Uranium used for the weapons program has been separated from the power program, using uranium from indigenous reserves. This domestic reserve of 80,000 to 112,000 tons of uranium (approx 1% of global uranium reserves) is large enough to supply all of India’s commercial and military reactors as well as supply all the needs of India’s nuclear weapons arsenal. Currently, India’s nuclear power reactors consume, at most, 478 tonnes of uranium per year.[50] Even if India were quadruple its nuclear power output (and reactor base) to 20 GW by 2020, nuclear power generation would only consume 2000 tonnes of uranium per annum. Based on India’s known commercially viable reserves of 80,000 to 112,000 tons of uranium, this represents a 40–50 years uranium supply for India’s nuclear power reactors (note with reprocessing and breeder reactor technology, this supply could be stretched out many times over). Furthermore, the uranium requirements of India’s Nuclear Arsenal are only a fifteenth (1/15) of that required for power generation (approx. 32 tonnes), meaning that India’s domestic fissile material supply is more than enough to meet all needs for it strategic nuclear arsenal. Therefore, India has sufficient uranium resources to meet its strategic and power requirements for the foreseeable future.[50]
Indian President A.P.J.Abdul Kalam, stated while he was in office, that “energy independence is India’s first and highest priority. India has to go for nuclear power generation in a big way using thorium-based reactors.
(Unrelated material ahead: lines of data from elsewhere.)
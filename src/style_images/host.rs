//! 样式宿主契约
//!
//! 地图视图 / 原生样式对象只通过这个窄接口被使用。流水线与调度器只持有
//! `Weak<dyn StyleHost>`：每次副作用前先 `upgrade`，拿不到就说明宿主已被回收，
//! 这是正常结果，静默跳过即可。

use super::ImageError;
use super::source::{ImageMetadata, RasterBuffer};

/// 样式宿主（地图视图上的原生样式）。只在 UI 上下文中调用。
pub trait StyleHost {
    /// 样式当前是否已加载完成。未加载时本次安装直接跳过，不排队。
    fn is_style_loaded(&self) -> bool;

    /// 安装或替换名为 `name` 的图片。对同名重复调用应是幂等替换。
    ///
    /// 缓冲只在调用期间借出；宿主需要保留时自行拷贝。
    fn add_bitmap_image(
        &self,
        name: &str,
        bitmap: &RasterBuffer,
        info: &ImageMetadata,
    ) -> Result<(), ImageError>;
}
Thorium, a non fissile material is available in abundance in our country.”[51] India has vast thorium reserves and quite limited uranium reserves.[52][53]
Nuclear power plants
Currently, twenty nuclear power reactors produce 4,780.00 MW (2.9% of total installed base).[54][55]
| Power station | Operator | State | Type | Units | Total capacity (MW) |
|---|---|---|---|---|---|
| Kaiga | NPCIL | Karnataka | PHWR | 220 x 4 | 880 |
| Kakrapar | NPCIL | Gujarat | PHWR | 220 x 2 | 440 |
| Kalpakkam | NPCIL | Tamil Nadu | PHWR | 220 x 2 | 440 |
| Narora | NPCIL | Uttar Pradesh | PHWR | 220 x 2 | 440 |
| Rawatbhata | NPCIL | Rajasthan | PHWR | 100 x 1 200 x 1 220 x 4 |
1180 |
| Tarapur | NPCIL | Maharashtra | BWR (PHWR) | 160 x 2 540 x 2 |
1400 |
| Total | 20 | 4780 |
The projects under construction are:[56]
| Power station | Operator | State | Type | Units | Total capacity (MW) |
|---|---|---|---|---|---|
| Kudankulam | NPCIL | Tamil Nadu | VVER-1000 | 1000 x 2 | 2000 |
| Kalpakkam | Bhavini | Tamil Nadu | PFBR | 500 x 1 | 500 |
| Kakrapar | NPCIL | Gujarat | PHWR | 700 x 2 | 1400 |
| Rawatbhata | NPCIL | Rajasthan | PHWR | 700 x 2 | 1400 |
| Total | 7 | 5300 |
Anti-nuclear protests
Especially since the March 2011 Japanese Fukushima nuclear disaster, “populations around proposed Indian NPP sites have launched protests that are now finding resonance around the country, raising questions about atomic energy as a clean and safe alternative to fossil fuels”.[5] There have thus been mass protests against the French-backed 9900 MW Jaitapur Nuclear Power Project in Maharashtra and the 2000 MW Koodankulam Nuclear Power Plant in Tamil Nadu. The state government of West Bengal state has also refused permission to a proposed 6000 MW facility near the town of Haripur that intended to host six Russian reactors.[5][57]
A Public Interest Litigation (PIL) has also been filed against the government’s civil nuclear program at the apex Supreme Court. The PIL specifically asks for the “staying of all proposed nuclear power plants till satisfactory safety measures and cost-benefit analyses are completed by independent agencies”.[5][6]
The People’s Movement Against Nuclear Energy is an anti-nuclear power group in Tamil Nadu, India. The aim of the group is to close the Kudankulam Nuclear Power Plant site and to preserve the largely untouched coastal landscape, as well as educate locals about nuclear power.[58]